(Dataset entries)
::::::::

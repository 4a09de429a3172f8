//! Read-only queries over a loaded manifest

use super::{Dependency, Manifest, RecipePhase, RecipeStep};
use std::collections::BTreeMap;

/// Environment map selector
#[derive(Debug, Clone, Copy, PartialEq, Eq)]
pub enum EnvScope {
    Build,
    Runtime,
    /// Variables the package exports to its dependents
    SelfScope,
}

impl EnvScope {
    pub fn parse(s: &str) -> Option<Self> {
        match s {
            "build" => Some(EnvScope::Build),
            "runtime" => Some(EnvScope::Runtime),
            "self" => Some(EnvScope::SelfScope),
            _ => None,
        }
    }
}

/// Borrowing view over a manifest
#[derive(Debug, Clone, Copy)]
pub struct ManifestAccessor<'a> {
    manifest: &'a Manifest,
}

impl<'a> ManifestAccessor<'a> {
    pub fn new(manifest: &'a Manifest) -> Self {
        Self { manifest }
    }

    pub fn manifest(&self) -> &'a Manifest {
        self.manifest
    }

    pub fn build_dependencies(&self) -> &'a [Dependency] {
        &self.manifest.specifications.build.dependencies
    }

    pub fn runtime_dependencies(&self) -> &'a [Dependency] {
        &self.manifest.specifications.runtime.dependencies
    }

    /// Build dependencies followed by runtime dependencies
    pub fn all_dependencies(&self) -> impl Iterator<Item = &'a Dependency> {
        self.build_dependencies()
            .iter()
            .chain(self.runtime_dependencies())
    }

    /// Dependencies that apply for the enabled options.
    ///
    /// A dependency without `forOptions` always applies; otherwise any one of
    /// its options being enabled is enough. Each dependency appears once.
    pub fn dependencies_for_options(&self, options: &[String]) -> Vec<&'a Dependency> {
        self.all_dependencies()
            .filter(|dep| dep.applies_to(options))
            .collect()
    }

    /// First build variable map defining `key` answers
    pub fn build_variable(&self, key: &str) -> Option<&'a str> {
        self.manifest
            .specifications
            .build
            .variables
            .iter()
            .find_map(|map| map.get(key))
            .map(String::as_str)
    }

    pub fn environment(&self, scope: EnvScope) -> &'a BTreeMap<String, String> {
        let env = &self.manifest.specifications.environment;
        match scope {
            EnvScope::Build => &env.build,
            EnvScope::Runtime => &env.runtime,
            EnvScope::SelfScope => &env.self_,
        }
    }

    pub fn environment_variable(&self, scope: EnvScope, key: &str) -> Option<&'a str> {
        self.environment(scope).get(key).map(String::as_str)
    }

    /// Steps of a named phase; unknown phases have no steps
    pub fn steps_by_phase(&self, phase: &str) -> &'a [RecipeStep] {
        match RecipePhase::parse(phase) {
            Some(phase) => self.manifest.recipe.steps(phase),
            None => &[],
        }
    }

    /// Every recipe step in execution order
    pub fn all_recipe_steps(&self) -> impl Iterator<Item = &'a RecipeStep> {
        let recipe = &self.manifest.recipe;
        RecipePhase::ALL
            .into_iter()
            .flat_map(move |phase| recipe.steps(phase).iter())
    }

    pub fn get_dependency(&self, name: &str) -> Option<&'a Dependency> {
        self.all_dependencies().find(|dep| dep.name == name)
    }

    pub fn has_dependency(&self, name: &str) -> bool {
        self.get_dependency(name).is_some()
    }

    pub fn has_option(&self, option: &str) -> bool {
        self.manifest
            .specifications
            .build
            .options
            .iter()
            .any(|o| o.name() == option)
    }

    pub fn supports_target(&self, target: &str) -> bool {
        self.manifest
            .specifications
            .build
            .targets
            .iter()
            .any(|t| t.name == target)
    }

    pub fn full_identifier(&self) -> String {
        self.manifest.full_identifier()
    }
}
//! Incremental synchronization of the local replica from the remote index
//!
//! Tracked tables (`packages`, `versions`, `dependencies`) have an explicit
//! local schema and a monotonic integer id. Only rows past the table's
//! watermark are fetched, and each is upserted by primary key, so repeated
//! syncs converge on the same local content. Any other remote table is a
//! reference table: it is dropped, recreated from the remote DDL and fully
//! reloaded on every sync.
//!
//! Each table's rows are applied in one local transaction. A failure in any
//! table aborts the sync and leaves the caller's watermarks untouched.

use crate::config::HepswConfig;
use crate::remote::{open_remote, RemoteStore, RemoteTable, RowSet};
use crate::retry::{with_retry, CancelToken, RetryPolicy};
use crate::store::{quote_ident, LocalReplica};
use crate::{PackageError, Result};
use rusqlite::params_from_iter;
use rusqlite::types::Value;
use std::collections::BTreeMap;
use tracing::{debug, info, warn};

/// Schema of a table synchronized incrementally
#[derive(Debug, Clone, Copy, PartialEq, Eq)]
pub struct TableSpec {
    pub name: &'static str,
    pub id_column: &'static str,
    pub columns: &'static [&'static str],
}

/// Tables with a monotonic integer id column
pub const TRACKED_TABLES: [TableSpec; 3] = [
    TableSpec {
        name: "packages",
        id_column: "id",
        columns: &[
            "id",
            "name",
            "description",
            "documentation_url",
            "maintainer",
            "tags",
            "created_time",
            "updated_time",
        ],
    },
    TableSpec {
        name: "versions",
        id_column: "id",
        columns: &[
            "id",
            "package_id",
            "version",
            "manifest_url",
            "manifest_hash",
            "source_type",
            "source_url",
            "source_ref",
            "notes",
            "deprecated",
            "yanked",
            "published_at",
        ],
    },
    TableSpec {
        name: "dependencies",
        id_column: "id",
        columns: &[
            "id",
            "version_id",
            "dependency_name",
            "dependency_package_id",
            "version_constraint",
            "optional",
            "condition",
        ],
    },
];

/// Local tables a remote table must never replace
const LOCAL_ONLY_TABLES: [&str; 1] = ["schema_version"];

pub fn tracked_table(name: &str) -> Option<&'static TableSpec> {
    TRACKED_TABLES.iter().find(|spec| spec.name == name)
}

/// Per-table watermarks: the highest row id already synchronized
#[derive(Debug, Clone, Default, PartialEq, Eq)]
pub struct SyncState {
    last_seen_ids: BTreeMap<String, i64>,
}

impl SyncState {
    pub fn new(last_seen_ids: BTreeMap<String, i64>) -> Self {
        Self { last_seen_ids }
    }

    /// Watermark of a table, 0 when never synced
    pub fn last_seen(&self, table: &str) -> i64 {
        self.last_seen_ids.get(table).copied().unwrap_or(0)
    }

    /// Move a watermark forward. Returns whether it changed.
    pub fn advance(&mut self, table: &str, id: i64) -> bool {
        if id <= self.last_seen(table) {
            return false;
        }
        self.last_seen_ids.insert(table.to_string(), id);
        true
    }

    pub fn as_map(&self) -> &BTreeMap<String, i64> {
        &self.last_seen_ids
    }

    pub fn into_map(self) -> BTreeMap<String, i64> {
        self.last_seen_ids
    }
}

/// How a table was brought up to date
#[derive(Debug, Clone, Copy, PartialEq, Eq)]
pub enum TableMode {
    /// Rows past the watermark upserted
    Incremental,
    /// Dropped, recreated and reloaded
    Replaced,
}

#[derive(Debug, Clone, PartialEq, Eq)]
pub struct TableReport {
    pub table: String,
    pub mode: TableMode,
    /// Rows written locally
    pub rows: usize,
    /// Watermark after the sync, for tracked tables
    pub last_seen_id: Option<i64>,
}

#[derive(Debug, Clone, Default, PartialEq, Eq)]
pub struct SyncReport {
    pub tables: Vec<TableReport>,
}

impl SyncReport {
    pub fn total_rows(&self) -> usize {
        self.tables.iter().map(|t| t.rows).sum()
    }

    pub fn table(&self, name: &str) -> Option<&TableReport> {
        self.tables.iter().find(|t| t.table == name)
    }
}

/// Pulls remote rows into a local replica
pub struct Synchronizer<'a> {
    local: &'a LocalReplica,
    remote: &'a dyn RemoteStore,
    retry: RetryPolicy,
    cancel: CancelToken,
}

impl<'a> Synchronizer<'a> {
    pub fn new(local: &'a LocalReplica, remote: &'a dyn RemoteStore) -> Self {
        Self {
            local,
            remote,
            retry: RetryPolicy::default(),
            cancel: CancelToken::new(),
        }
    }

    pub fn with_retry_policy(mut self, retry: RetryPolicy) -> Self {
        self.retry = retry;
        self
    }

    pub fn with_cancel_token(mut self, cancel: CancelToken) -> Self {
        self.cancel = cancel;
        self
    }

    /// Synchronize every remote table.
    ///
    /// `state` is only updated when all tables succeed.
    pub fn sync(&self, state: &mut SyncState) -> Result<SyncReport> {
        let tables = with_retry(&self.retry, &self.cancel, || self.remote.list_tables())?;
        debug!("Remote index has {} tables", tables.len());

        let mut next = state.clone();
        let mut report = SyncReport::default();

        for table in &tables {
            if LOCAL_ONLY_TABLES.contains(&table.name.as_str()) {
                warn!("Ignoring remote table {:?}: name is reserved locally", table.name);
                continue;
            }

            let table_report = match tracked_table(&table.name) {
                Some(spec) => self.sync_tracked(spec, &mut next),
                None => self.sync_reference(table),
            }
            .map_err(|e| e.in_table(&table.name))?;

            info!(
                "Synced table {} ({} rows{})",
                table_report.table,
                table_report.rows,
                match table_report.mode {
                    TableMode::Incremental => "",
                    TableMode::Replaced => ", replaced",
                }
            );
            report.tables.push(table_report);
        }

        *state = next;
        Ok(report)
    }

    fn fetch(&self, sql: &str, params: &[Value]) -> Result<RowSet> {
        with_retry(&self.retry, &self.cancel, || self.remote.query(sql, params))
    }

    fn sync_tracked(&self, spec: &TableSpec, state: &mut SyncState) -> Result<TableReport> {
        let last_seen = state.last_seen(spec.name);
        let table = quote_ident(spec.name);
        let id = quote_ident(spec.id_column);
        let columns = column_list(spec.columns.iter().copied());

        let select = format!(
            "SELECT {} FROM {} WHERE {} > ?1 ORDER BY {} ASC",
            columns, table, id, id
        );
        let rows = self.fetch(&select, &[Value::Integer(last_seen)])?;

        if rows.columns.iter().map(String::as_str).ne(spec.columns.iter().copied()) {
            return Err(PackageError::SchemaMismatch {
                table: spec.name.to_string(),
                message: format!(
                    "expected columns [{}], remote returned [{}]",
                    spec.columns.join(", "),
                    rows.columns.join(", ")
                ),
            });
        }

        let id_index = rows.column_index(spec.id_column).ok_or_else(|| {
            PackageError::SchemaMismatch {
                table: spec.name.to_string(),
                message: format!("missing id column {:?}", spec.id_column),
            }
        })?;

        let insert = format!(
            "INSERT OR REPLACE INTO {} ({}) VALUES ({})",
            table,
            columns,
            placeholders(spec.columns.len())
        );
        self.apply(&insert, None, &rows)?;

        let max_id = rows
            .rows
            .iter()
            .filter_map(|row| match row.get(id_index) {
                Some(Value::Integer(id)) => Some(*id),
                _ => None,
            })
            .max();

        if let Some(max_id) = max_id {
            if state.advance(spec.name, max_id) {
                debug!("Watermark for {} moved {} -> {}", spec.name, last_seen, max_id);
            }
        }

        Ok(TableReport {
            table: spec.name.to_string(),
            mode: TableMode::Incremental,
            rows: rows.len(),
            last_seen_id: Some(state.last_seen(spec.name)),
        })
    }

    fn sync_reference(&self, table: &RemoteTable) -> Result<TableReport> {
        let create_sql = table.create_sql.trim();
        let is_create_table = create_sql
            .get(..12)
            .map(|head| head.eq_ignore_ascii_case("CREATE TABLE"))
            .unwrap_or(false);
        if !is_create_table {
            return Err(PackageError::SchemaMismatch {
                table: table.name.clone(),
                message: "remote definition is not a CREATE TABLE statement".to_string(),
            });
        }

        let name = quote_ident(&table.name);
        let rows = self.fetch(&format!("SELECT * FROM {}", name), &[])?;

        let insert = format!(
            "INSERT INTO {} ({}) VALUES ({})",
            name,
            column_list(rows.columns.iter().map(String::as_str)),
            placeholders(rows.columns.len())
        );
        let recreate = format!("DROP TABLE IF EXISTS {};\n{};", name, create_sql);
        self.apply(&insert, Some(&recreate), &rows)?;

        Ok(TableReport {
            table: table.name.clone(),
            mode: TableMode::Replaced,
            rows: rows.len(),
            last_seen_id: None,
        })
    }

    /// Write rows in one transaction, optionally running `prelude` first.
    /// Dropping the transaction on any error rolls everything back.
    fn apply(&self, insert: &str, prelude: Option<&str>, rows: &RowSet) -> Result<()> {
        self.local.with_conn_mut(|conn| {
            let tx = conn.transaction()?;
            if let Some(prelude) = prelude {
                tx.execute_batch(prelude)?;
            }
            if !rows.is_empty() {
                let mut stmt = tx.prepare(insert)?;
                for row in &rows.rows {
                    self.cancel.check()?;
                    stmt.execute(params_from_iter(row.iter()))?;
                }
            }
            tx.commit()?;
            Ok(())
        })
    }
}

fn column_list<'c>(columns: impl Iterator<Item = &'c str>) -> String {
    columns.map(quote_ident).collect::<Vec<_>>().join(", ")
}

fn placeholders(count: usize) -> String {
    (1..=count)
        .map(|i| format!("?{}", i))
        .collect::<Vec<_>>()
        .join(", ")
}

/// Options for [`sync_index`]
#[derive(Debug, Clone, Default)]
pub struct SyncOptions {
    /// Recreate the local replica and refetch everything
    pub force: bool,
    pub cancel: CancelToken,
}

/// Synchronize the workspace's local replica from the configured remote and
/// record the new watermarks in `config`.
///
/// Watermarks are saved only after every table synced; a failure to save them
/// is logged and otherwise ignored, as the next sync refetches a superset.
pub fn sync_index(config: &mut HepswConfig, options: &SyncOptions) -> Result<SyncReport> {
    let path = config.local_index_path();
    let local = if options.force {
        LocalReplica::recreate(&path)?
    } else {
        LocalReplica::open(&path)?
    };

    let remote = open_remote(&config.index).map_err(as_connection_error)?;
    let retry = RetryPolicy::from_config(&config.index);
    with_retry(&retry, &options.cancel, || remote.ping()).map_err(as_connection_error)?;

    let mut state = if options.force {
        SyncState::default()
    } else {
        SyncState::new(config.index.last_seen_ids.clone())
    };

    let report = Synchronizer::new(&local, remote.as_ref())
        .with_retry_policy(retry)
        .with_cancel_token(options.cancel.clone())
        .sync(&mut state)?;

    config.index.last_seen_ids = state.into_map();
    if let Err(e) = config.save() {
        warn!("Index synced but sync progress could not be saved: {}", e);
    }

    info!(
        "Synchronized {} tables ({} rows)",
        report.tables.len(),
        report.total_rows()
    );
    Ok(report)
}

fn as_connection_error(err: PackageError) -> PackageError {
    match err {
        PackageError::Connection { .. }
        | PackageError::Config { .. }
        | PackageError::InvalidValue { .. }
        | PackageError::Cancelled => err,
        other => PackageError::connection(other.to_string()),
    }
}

::::::::

- Prompt
From the records above, print only the lines between the one holding "pub enum EnvScope" and the one holding "pub fn build_dependencies(&self)", inclusive, exactly as they stand.

- Your response
pub enum EnvScope {
    Build,
    Runtime,
    /// Variables the package exports to its dependents
    SelfScope,
}

impl EnvScope {
    pub fn parse(s: &str) -> Option<Self> {
        match s {
            "build" => Some(EnvScope::Build),
            "runtime" => Some(EnvScope::Runtime),
            "self" => Some(EnvScope::SelfScope),
            _ => None,
        }
    }
}

/// Borrowing view over a manifest
#[derive(Debug, Clone, Copy)]
pub struct ManifestAccessor<'a> {
    manifest: &'a Manifest,
}

impl<'a> ManifestAccessor<'a> {
    pub fn new(manifest: &'a Manifest) -> Self {
        Self { manifest }
    }

    pub fn manifest(&self) -> &'a Manifest {
        self.manifest
    }

    pub fn build_dependencies(&self) -> &'a [Dependency] {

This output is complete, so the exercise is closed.